The bombing of Kure (Kure kūshū) took place by allied aircraft during air raids on Japan in the Pacific War in 1945. These raids targeted the major naval base located at the city, ships moored at this base or nearby, industrial facilities, and the city's urban area itself.

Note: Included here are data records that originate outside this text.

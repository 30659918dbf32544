#[derive(Debug, Clone, PartialEq, Eq)]
pub struct Zone {
    pub id: u32,
    pub name: String,
}
use mapforge_io::{ByteReader, ByteWriter};

/// One entry of a CLIENT_LIST payload.
#[derive(Debug, Clone, PartialEq, Eq)]
pub struct ClientEntry {
    pub client_id: u32,
    pub color: (u8, u8, u8),
    pub name: String,
}

/// `count:u16_le, { id:u32_le, rgb:u8x3, name_len:u8, name:bytes }*`.
pub fn encode_client_list(entries: &[ClientEntry]) -> Vec<u8> {
    let mut out = ByteWriter::new();
    out.write_u16_le(entries.len().min(u16::MAX as usize) as u16);
    for entry in entries {
        out.write_u32_le(entry.client_id);
        out.write_u8(entry.color.0);
        out.write_u8(entry.color.1);
        out.write_u8(entry.color.2);
        let name_bytes = entry.name.as_bytes();
        let name_len = name_bytes.len().min(u8::MAX as usize);
        out.write_u8(name_len as u8);
        out.write_bytes(&name_bytes[..name_len]);
    }
    out.into_inner()
}

/// Decodes as many whole entries as the payload actually contains,
/// stopping silently at the first truncated entry rather than failing.
pub fn decode_client_list(payload: &[u8]) -> Vec<ClientEntry> {
    let mut r = ByteReader::new(payload);
    let Ok(count) = r.read_u16_le() else {
        return Vec::new();
    };

    let mut entries = Vec::with_capacity(count as usize);
    for _ in 0..count {
        let Ok(client_id) = r.read_u32_le() else { break };
        let Ok(red) = r.read_u8() else { break };
        let Ok(green) = r.read_u8() else { break };
        let Ok(blue) = r.read_u8() else { break };
        let Ok(name_len) = r.read_u8() else { break };
        let Ok(name_bytes) = r.read_exact(name_len as usize) else {
            break;
        };
        entries.push(ClientEntry {
            client_id,
            color: (red, green, blue),
            name: String::from_utf8_lossy(name_bytes).into_owned(),
        });
    }
    entries
}

#[cfg(test)]
mod tests {
    use super::*;

    #[test]
    fn round_trips_multiple_entries() {
        let entries = vec![
            ClientEntry {
                client_id: 1,
                color: (255, 0, 0),
                name: "Alice".into(),
            },
            ClientEntry {
                client_id: 2,
                color: (0, 255, 0),
                name: "Bob".into(),
            },
        ];
        let payload = encode_client_list(&entries);
        assert_eq!(decode_client_list(&payload), entries);
    }

    #[test]
    fn truncated_payload_yields_partial_list() {
        let entries = vec![ClientEntry {
            client_id: 1,
            color: (1, 2, 3),
            name: "Alice".into(),
        }];
        let mut payload = encode_client_list(&entries);
        payload.truncate(payload.len() - 2);
        assert!(decode_client_list(&payload).is_empty());
    }
}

The following major attacks were conducted on Kure and the nearby region:
- 19 March 1945 – Attack on warships at and near Kure by the United States Navy's Task Force 58
- 30 March 1945 – B-29 Superfortress heavy bombers laid mines in the approaches to Kure and Hiroshima
- Early April 1945 – Further minelaying by B-29s in the approaches to Kure and Kure harbour
- 5 May 1945 – Raid by 148 B-29 Superfortress heavy bombers on the Hiro Naval Aircraft Factory at Kure
- 5 May 1945 – B-29s laid mines in the approaches to Kure and Hiroshima
- 22 June 1945 – Raid by B-29 Superfortress heavy bombers on the Kure Naval Arsenal
- 1 July 1945 – Firebombing raid by B-29 Superfortress heavy bombers on Kure destroyed 40 percent of the city
- 24 and 28 July – Large-scale attacks on ships at Kure by the United States Navy, with the US Navy and British Pacific Fleet also striking ships in the Inland Sea area.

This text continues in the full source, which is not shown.